Giuseppe Gagliardi, Francesco Macheda

Published 2021-03-21Version 1

We study homogeneous nucleation in the two-dimensional $q-$state Potts model for $q=3,5,10,20$ and ferromagnetic couplings $J_{ij} \propto \Theta (R - |i-j|)$, by means of Monte Carlo simulations employing heat bath dynamics. Metastability is induced in the low temperature phase through an instantaneous quench of the magnetic field coupled to one of the $q$ spin states. The quench depth is adjusted, depending on the value of temperature $T$, interaction range $R$, and number of states $q$, in such a way that a constant nucleation time is always obtained. In this setup we analyze the crossover between the classical compact droplet regime occurring in presence of short range interactions $R \sim 1$, and the long-range regime $R\gg 1$ where the properties of nucleation are influenced by the presence of a mean-field spinodal singularity. We evaluate the metastable susceptibility of the order parameter as well as various critical droplet properties, which along with the evolution of the quench depth as a function of $q,T$ and $R$, are then compared with the field theoretical predictions valid in the large $R$ limit in order to find the onset of spinodal-assisted nucleation.
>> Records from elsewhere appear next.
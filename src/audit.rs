//! Append-only audit trail for privileged actions.

use async_trait::async_trait;
use chrono::{DateTime, Utc};
use serde::{Deserialize, Serialize};
use serde_json::Value;
use uuid::Uuid;

use crate::ActionError;

/// The privileged action a log entry records.
#[derive(Debug, Clone, Copy, PartialEq, Eq, Serialize, Deserialize)]
#[serde(rename_all = "snake_case")]
pub enum AuditAction {
    Ban,
    Unban,
    PasswordResetRequested,
    UserDeleted,
    PracticeMemberRoleUpdated,
}

impl AuditAction {
    pub fn as_str(self) -> &'static str {
        match self {
            Self::Ban => "ban",
            Self::Unban => "unban",
            Self::PasswordResetRequested => "password_reset_requested",
            Self::UserDeleted => "user_deleted",
            Self::PracticeMemberRoleUpdated => "practice_member_role_updated",
        }
    }
}

/// One immutable entry. Entries are never updated or deleted.
///
/// `actor_user_id` is `None` for system-initiated actions.
#[derive(Debug, Clone, Serialize, Deserialize)]
pub struct AuditEntry {
    pub id: Uuid,
    pub action: AuditAction,
    pub actor_user_id: Option<Uuid>,
    pub target_user_id: Option<Uuid>,
    /// Free-form payload: before/after state plus human-readable identifiers
    /// (emails, practice names) so entries stay legible after the referenced
    /// rows are gone.
    pub metadata: Value,
    pub created_at: DateTime<Utc>,
}

/// Payload for appending an entry.
#[derive(Debug, Clone)]
pub struct NewAuditEntry {
    pub action: AuditAction,
    pub actor_user_id: Option<Uuid>,
    pub target_user_id: Option<Uuid>,
    pub metadata: Value,
}

#[async_trait]
pub trait AuditLogRepository: Send + Sync {
    /// Appends an entry. Written in the same logical operation as the action
    /// it records; a failed append surfaces as a store error.
    async fn append(&self, entry: NewAuditEntry) -> Result<AuditEntry, ActionError>;

    /// Most recent entries, newest first. Read by the admin dashboard.
    async fn recent(&self, limit: usize) -> Result<Vec<AuditEntry>, ActionError>;
}

#[cfg(test)]
mod tests {
    use super::*;

    #[test]
    fn test_action_string_forms() {
        assert_eq!(AuditAction::Ban.as_str(), "ban");
        assert_eq!(
            AuditAction::PasswordResetRequested.as_str(),
            "password_reset_requested"
        );
        assert_eq!(
            AuditAction::PracticeMemberRoleUpdated.as_str(),
            "practice_member_role_updated"
        );
    }

    #[test]
    fn test_action_serde_snake_case() {
        let json = serde_json::to_string(&AuditAction::UserDeleted).unwrap();
        assert_eq!(json, "\"user_deleted\"");
    }
}
//! Membership invariant engine: every practice that has had an owner keeps
//! at least one.
//!
//! Checks run as read-then-write against a live owner count, not
//! compare-and-swap; two concurrent demotions of two different "last owners"
//! can both pass their reads before either write lands. That narrow window
//! is accepted here; deployments needing more take a row-level lock or a
//! serializable transaction over the practice's membership rows.
//!
//! Both role-change entry points (practice settings and the admin dashboard)
//! go through this module, so the decision is identical for identical
//! inputs. The user deletion workflow applies the same owner-count rule
//! itself, once per practice the target owns, since its refusal must name
//! every affected practice in one message.

use uuid::Uuid;

use crate::policy::MemberRole;
use crate::store::MembershipRepository;
use crate::ActionError;

/// Denial when a sole owner tries to demote themselves.
pub const DENY_SELF_DEMOTION: &str = "You must have at least one owner";

/// Denial when demoting someone else would leave the practice ownerless.
pub const DENY_LAST_OWNER: &str = "A practice must have at least one owner";

/// Rejects a role change that would reduce a practice's owner count to zero.
///
/// Only demotions of a current owner consult the store; every other
/// transition passes unconditionally. `target_is_actor` selects the
/// self-demotion message over the practice-level one: same error kind,
/// different user-facing text.
pub async fn assert_owner_retained<M>(
    members: &M,
    practice_id: Uuid,
    current_role: MemberRole,
    requested_role: MemberRole,
    target_is_actor: bool,
) -> Result<(), ActionError>
where
    M: MembershipRepository + ?Sized,
{
    if current_role != MemberRole::Owner || requested_role == MemberRole::Owner {
        return Ok(());
    }

    let owner_count = members.count_owners(practice_id).await?;
    if owner_count <= 1 {
        let message = if target_is_actor {
            DENY_SELF_DEMOTION
        } else {
            DENY_LAST_OWNER
        };
        return Err(ActionError::OwnerInvariant(message.to_owned()));
    }

    Ok(())
}
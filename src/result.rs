//! Structured results returned to the UI layer.

use serde::{Deserialize, Serialize};
use uuid::Uuid;

use crate::ActionError;

/// Outcome discriminator. Callers branch only on this and display `message`.
#[derive(Debug, Clone, Copy, PartialEq, Eq, Serialize, Deserialize)]
#[serde(rename_all = "lowercase")]
pub enum ActionStatus {
    Success,
    Error,
}

/// The shape every workflow reports back to its caller.
///
/// `token` is a fresh opaque value per response; UIs use it to de-duplicate
/// toast notifications for otherwise identical messages.
#[derive(Debug, Clone, Serialize, Deserialize)]
pub struct ActionResult {
    pub status: ActionStatus,
    pub message: String,
    pub token: String,
}

impl ActionResult {
    pub fn success(message: impl Into<String>) -> Self {
        Self {
            status: ActionStatus::Success,
            message: message.into(),
            token: Uuid::new_v4().to_string(),
        }
    }

    pub fn failure(err: &ActionError) -> Self {
        Self {
            status: ActionStatus::Error,
            message: err.to_string(),
            token: Uuid::new_v4().to_string(),
        }
    }

    pub fn is_success(&self) -> bool {
        self.status == ActionStatus::Success
    }
}

/// Converts a workflow outcome into the non-throwing boundary shape.
///
/// Success values carry their own human-readable message.
pub fn respond(result: Result<String, ActionError>) -> ActionResult {
    match result {
        Ok(message) => ActionResult::success(message),
        Err(err) => ActionResult::failure(&err),
    }
}
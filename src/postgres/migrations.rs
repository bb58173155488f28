//! Database migrations.
//!
//! # Example
//!
//! ```rust,ignore
//! use archibill::postgres::migrations;
//! use sqlx::PgPool;
//!
//! async fn setup_database(pool: &PgPool) -> Result<(), sqlx::migrate::MigrateError> {
//!     migrations::run_core(pool).await?;
//!     Ok(())
//! }
//! ```

use sqlx::PgPool;

/// Runs the tenant-model migrations.
///
/// This includes tables for:
/// - `practices`
/// - `profiles`
/// - `practice_members`
/// - `practice_invites`
/// - `admin_audit_logs`
pub async fn run_core(pool: &PgPool) -> Result<(), sqlx::migrate::MigrateError> {
    sqlx::migrate!("./migrations/core").run(pool).await
}
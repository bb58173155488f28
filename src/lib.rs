//! # archibill
//!
//! Practice membership, role authorization and administrative user-lifecycle
//! workflows for the ArchiBill practice-management platform.
//!
//! A *practice* is the tenant unit: users join it with a role
//! (owner > admin > member > viewer), owners invite new members and manage
//! roles, and site administrators can ban, reset or delete any user. Every
//! privileged action appends an entry to an append-only audit log.
//!
//! The crate is storage- and identity-provider-agnostic. Workflows are
//! action structs generic over the repository traits in [`store`], the
//! [`provider::IdentityProvider`] trait and the [`audit::AuditLogRepository`]
//! trait. In-memory mocks ship behind the (default) `mocks` feature; a
//! Postgres backing lives behind the `postgres` feature.
//!
//! ## Guarantees
//!
//! - A practice that has ever had an owner keeps at least one member with
//!   the `owner` role; demotions and deletions that would break this are
//!   rejected before any mutation ([`invariant`]).
//! - Identity-provider mutations happen before store mutations for
//!   destructive flows; store cleanup for user deletion runs as one
//!   transaction.
//! - Workflow entry points never panic on bad input; callers can convert any
//!   outcome into an [`ActionResult`] for display.

pub mod actions;
pub mod actor;
pub mod audit;
pub mod crypto;
pub mod invariant;
pub mod policy;
pub mod provider;
pub mod result;
pub mod slug;
pub mod store;
pub mod types;
pub mod validators;

#[cfg(feature = "postgres")]
pub mod postgres;

pub use actor::Actor;
pub use audit::{AuditAction, AuditEntry, AuditLogRepository, NewAuditEntry};
pub use policy::MemberRole;
pub use provider::{IdentityProvider, IdentityUser};
pub use result::{ActionResult, ActionStatus};
pub use store::{
    CreateInvite, CreateMembership, CreatePractice, InviteRepository, MembershipRepository,
    PracticeFields, PracticeRepository, ProfileRepository, UserPurgeRepository,
};
pub use types::{MembershipSnapshot, Practice, PracticeInvite, PracticeMember, Profile};

#[cfg(feature = "mocks")]
pub use provider::MockIdentityProvider;
#[cfg(feature = "mocks")]
pub use store::MockTenantStore;

use std::fmt;

/// Errors produced by workflow actions and the adapters they compose.
///
/// Validation and authorization variants are always raised before any I/O.
/// `Provider` aborts a workflow before the store is touched; `Database`
/// rolls back whatever multi-step write was in flight.
#[derive(Debug, Clone, PartialEq, Eq)]
pub enum ActionError {
    /// No resolvable actor identity.
    NotAuthenticated,
    /// The actor's role does not permit the action.
    Forbidden(String),
    /// The change would leave a practice without an owner.
    OwnerInvariant(String),
    /// Malformed input, caught before any I/O.
    Validation(String),
    /// Target membership, user or practice is absent.
    NotFound(String),
    /// Duplicate active invite or similar state clash.
    Conflict(String),
    /// The identity provider reports the email is already registered.
    /// Invite flows catch this and fall back to user lookup.
    AlreadyRegistered,
    /// The identity provider call failed for any other reason.
    Provider(String),
    /// The relational store call failed.
    Database(String),
}

impl fmt::Display for ActionError {
    fn fmt(&self, f: &mut fmt::Formatter<'_>) -> fmt::Result {
        match self {
            ActionError::NotAuthenticated => write!(f, "Not authenticated"),
            ActionError::Forbidden(msg) => write!(f, "{msg}"),
            ActionError::OwnerInvariant(msg) => write!(f, "{msg}"),
            ActionError::Validation(msg) => write!(f, "{msg}"),
            ActionError::NotFound(msg) => write!(f, "{msg}"),
            ActionError::Conflict(msg) => write!(f, "{msg}"),
            ActionError::AlreadyRegistered => write!(f, "Email is already registered"),
            ActionError::Provider(msg) => write!(f, "{msg}"),
            ActionError::Database(msg) => write!(f, "Database error: {msg}"),
        }
    }
}

impl std::error::Error for ActionError {}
We find that, with a mild dependence on the values of $q$ and $T$ considered, spinodal scaling holds for interaction ranges $R\gtrsim 8-10$, and that signatures of the presence of a pseudo-spinodal are already visible for remarkably small interaction ranges $R\sim 4-5$. The influence of spinodal singularities on the occurrence of multi-step nucleation is also discussed.